use std::path::PathBuf;

use clap::Parser;

#[derive(Debug, Parser)]
#[command(author, version, about = "Interactive tour of a LEGO sets CSV dataset", long_about = None)]
pub struct Cli {
    /// Input CSV file containing the LEGO set data
    #[arg(short = 'i', long = "input", default_value = "sets.csv")]
    pub input: PathBuf,
    /// CSV delimiter character (supports ',', 'tab', ';', '|')
    #[arg(long, value_parser = parse_delimiter)]
    pub delimiter: Option<u8>,
    /// Character encoding of the input file (defaults to utf-8)
    #[arg(long = "input-encoding")]
    pub input_encoding: Option<String>,
    /// Skip keypress gates and plot windows; print everything in one pass
    #[arg(long)]
    pub headless: bool,
}

pub fn parse_delimiter(value: &str) -> Result<u8, String> {
    match value {
        "tab" | "\t" => Ok(b'\t'),
        "comma" | "," => Ok(b','),
        "|" | "pipe" => Ok(b'|'),
        ";" | "semicolon" => Ok(b';'),
        other => {
            let mut chars = other.chars();
            let first = chars
                .next()
                .ok_or_else(|| "Delimiter cannot be empty".to_string())?;
            if chars.next().is_some() {
                return Err("Delimiter must be a single character".to_string());
            }
            if !first.is_ascii() {
                return Err("Delimiter must be ASCII".to_string());
            }
            Ok(first as u8)
        }
    }
}

#[cfg(test)]
mod tests {
    use super::*;

    #[test]
    fn parse_delimiter_accepts_named_and_literal_forms() {
        assert_eq!(parse_delimiter("tab").unwrap(), b'\t');
        assert_eq!(parse_delimiter(";").unwrap(), b';');
        assert_eq!(parse_delimiter("|").unwrap(), b'|');
        assert_eq!(parse_delimiter(",").unwrap(), b',');
    }

    #[test]
    fn parse_delimiter_rejects_multi_character_input() {
        assert!(parse_delimiter("").is_err());
        assert!(parse_delimiter("ab").is_err());
        assert!(parse_delimiter("€").is_err());
    }

    #[test]
    fn default_input_is_sets_csv() {
        let cli = Cli::parse_from(["brickstats"]);
        assert_eq!(cli.input, PathBuf::from("sets.csv"));
        assert!(!cli.headless);
    }
}
//! Blocking chart windows.
//!
//! Each chart opens one native window via `eframe::run_native`, which
//! returns only when the user closes the window. Series construction is kept
//! separate from rendering so it can be unit tested; the windows themselves
//! need a display.

use anyhow::{Result, anyhow};
use eframe::egui;
use egui_plot::{Bar, BarChart, Plot, PlotPoints, Points};

/// One `[x, y]` scatter point per dataset row.
pub fn scatter_points(year_parts: &[(i64, i64)]) -> Vec<[f64; 2]> {
    year_parts
        .iter()
        .map(|&(year, parts)| [year as f64, parts as f64])
        .collect()
}

/// One `(x, height)` bar per year, in the order the counts arrive.
pub fn year_bars(counts: &[(i64, usize)]) -> Vec<(f64, f64)> {
    counts
        .iter()
        .map(|&(year, count)| (year as f64, count as f64))
        .collect()
}

enum Series {
    Scatter(Vec<[f64; 2]>),
    Bars(Vec<(f64, f64)>),
}

struct ChartWindow {
    title: String,
    x_label: String,
    y_label: String,
    series: Series,
}

impl eframe::App for ChartWindow {
    fn update(&mut self, ctx: &egui::Context, _frame: &mut eframe::Frame) {
        egui::CentralPanel::default().show(ctx, |ui| {
            ui.heading(self.title.as_str());
            Plot::new("chart")
                .x_axis_label(self.x_label.as_str())
                .y_axis_label(self.y_label.as_str())
                .show(ui, |plot_ui| match &self.series {
                    Series::Scatter(points) => {
                        let points = Points::new(PlotPoints::from(points.clone()))
                            .radius(2.0)
                            .color(egui::Color32::LIGHT_BLUE);
                        plot_ui.points(points);
                    }
                    Series::Bars(bars) => {
                        let bars = bars
                            .iter()
                            .map(|&(x, height)| Bar::new(x, height).width(0.8))
                            .collect();
                        plot_ui.bar_chart(BarChart::new(bars).color(egui::Color32::LIGHT_BLUE));
                    }
                });
        });
    }
}

pub fn show_scatter(title: &str, x_label: &str, y_label: &str, points: Vec<[f64; 2]>) -> Result<()> {
    show(ChartWindow {
        title: title.to_string(),
        x_label: x_label.to_string(),
        y_label: y_label.to_string(),
        series: Series::Scatter(points),
    })
}

pub fn show_bars(title: &str, x_label: &str, y_label: &str, bars: Vec<(f64, f64)>) -> Result<()> {
    show(ChartWindow {
        title: title.to_string(),
        x_label: x_label.to_string(),
        y_label: y_label.to_string(),
        series: Series::Bars(bars),
    })
}

// Blocks until the window is closed.
fn show(window: ChartWindow) -> Result<()> {
    let title = window.title.clone();
    let options = eframe::NativeOptions {
        viewport: egui::ViewportBuilder::default().with_inner_size([900.0, 600.0]),
        ..Default::default()
    };
    eframe::run_native(
        &title,
        options,
        Box::new(move |_cc| Ok(Box::new(window))),
    )
    .map_err(|err| anyhow!("Rendering '{title}': {err}"))
}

★ ★ ★

• [Exercise]:
From the material above, copy every line where the word "first" is found.

• [Task output]:
            let first = chars
            if !first.is_ascii() {
            Ok(first as u8)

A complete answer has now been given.